I bolt out of my Hunger Games-reading stupor and say quietly, “what the fuck,” because this is exactly the way I need to be woken up on a Monday.   Unfortunately, said husband is leaving for work.  We both stand in the garage as if to say, SHOW YOURSELF MOTHERFUCKER!!!  But alas, no one does.  Husband moves to leave.  “You’ll be ok,” he says winningly.  “I put your .38 by your desk.”  Somehow this is supposed to comfort me, and I guess it does a little, while I walk through the house turning on every light.  This will be a non-showering day.  Awesome.

Husband leaves.  I proceed to do some dishes while my trusty Lady Smith sits beside me on the counter.  I look out the front door when finished only to find that THE GARAGE DOOR IS NOW ALL THE WAY UP, WIDE OPEN.

There are only 2 possible reasons for this:

1) There may be someone in the neighborhood who has a  garage door opener that is somehow on the same frequency (but this never really happens, does it)

or

2) SOMEONE WAS IN MY GARAGE.  

Neither of these thoughts are comforting.

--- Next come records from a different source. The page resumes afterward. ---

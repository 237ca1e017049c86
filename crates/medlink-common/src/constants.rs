//! Shared constants for Medlink components.

/// Default hub HTTP/WebSocket listen address
pub const DEFAULT_LISTEN_ADDR: &str = "127.0.0.1:5000";

/// Default hub WebSocket URL used by `medlink-probe`
pub const DEFAULT_HUB_URL: &str = "ws://127.0.0.1:5000/ws";

/// Routing target that fans an emergency request out to every session
pub const BROADCAST_TARGET: &str = "broadcast";

/// Per-peer outbound queue depth
pub const DEFAULT_CHANNEL_CAPACITY: usize = 256;

/// Largest inbound text frame accepted (64 KiB)
pub const DEFAULT_MAX_FRAME_BYTES: usize = 64 * 1024;

/// HTTP/WebSocket paths
pub mod paths {
    /// JSON-enveloped adapter: `{"type": kind, "payload": ...}`
    pub const JSON_ENVELOPE_WS: &str = "/ws";

    /// Event-framed adapter: `["kind", payload]`
    pub const EVENT_FRAME_WS: &str = "/events";

    /// Read-only presence snapshot
    pub const HOSPITALS: &str = "/api/hospitals";
}
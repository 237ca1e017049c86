//! Emergency request routing.
//!
//! The hub keeps nothing: requests and acceptances are forwarded as the
//! client sent them, and their urgency, type and status mean nothing here.

use medlink_common::{HospitalIdentity, RouteTarget, ServerMessage};
use serde_json::Value;
use std::sync::Arc;

use crate::channel::FanOut;
use crate::metrics::HubMetrics;
use crate::registry::SessionRegistry;

#[derive(Clone)]
pub struct EmergencyRouter {
    registry: Arc<SessionRegistry>,
    metrics: Arc<HubMetrics>,
}

impl EmergencyRouter {
    pub fn new(registry: Arc<SessionRegistry>, metrics: Arc<HubMetrics>) -> Self {
        Self { registry, metrics }
    }

    /// Deliver `request` to every session (the sender included) for
    /// [`RouteTarget::Broadcast`], or to a single hospital otherwise.
    pub async fn route(&self, request: Value, target: &RouteTarget) -> FanOut {
        let mut fan_out = FanOut::default();

        match target {
            RouteTarget::Broadcast => {
                for (_, channel) in self.registry.channels().await {
                    fan_out.send(&channel, ServerMessage::EmergencyRequest(request.clone()));
                }
            }
            RouteTarget::Hospital(id) => match self.registry.get(id).await {
                Some(session) => {
                    fan_out.send(&session.channel, ServerMessage::EmergencyRequest(request));
                }
                None => {
                    self.metrics.unknown_target();
                    tracing::debug!(route = %target, "Emergency request dropped, hospital offline");
                    return fan_out;
                }
            },
        }

        self.metrics.record(&fan_out);
        tracing::info!(
            route = %target,
            delivered = fan_out.delivered,
            failed = fan_out.failed(),
            "🚨 Emergency request routed"
        );
        fan_out
    }

    /// Tell the originator that `identity` took on its request
    pub async fn route_acceptance(
        &self,
        request_id: Value,
        to_id: &str,
        identity: HospitalIdentity,
    ) -> FanOut {
        let mut fan_out = FanOut::default();

        let Some(session) = self.registry.get(to_id).await else {
            self.metrics.unknown_target();
            tracing::debug!(to_id, "Emergency acceptance dropped, hospital offline");
            return fan_out;
        };

        let accepted_by = identity.id.clone();
        fan_out.send(
            &session.channel,
            ServerMessage::EmergencyAccepted {
                request_id,
                identity,
            },
        );
        self.metrics.record(&fan_out);

        tracing::info!(to_id, accepted_by = %accepted_by, "Emergency request accepted");
        fan_out
    }

    /// Free-text alert from a registered hospital to everyone else
    pub async fn alert(&self, from_id: &str, message: String) -> FanOut {
        let mut fan_out = FanOut::default();

        let Some(sender) = self.registry.get(from_id).await else {
            self.metrics.unknown_target();
            tracing::debug!(from_id, "Emergency alert dropped, sender not registered");
            return fan_out;
        };

        for (id, channel) in self.registry.channels().await {
            if id == from_id {
                continue;
            }
            fan_out.send(
                &channel,
                ServerMessage::EmergencyAlert {
                    identity: sender.identity.clone(),
                    message: message.clone(),
                },
            );
        }
        self.metrics.record(&fan_out);

        tracing::info!(from_id, delivered = fan_out.delivered, "🚨 Emergency alert broadcast");
        fan_out
    }
}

Did I mention that I have a broken leg?  And that I have just quit smoking in the last week?  I am the slowest and angriest person you have ever met.  No matter.  I proceed outside with phone and gun in hand, sort of trying to conceal it as there is a little old man walking his dog and I really don’t want to alarm him by looking insane. I stare into the garage like it holds some ancient mystery.  Like the Ark of the Covenant is deep inside it.  I am really just looking for evidence that someone has been up in here trying to steal our…our what?  Our priceless bags of Salvation Army clothes?  Our double-sink granite vanity that we will never install that weighs literally 500 pounds?  Our two completely hideous Christmas trees?  No sir, there is nothing in here for you.  Trust me.  While I’m standing outside the garage in my pajama pants holding a gun, I attempt to close the door by just reaching my hand inside and pushing the button.  The door will not close completely though – when I press the button, it will get to the ground and then bounce back up like something is blocking its path.  I decide to enter the dark and frightening chasm that is our garage.  I close the door with the button again, this time holding the door down as it hits the ground.  Mission accomplished, door fucking closed, may I go on with my Monday now?  I HAVE NOT HAD COFFEE YET.

I text my husband to tell him the door was wide open.  He phones immediately and I ask him if there is a way to secure the door.  There is.  I do it.  He says:

“There are only two reasons this would happen.”

Yes, I am well aware.  Happy anniversary, baby.  

Well, if it’s reason number two, the killer/sink-and-Christmas-tree thief  is gone now, and if not, he might as well come on inside.  I’m a bundle of joy in the morning.  And it’s a Monday.  You just hit the jackpot, buddy.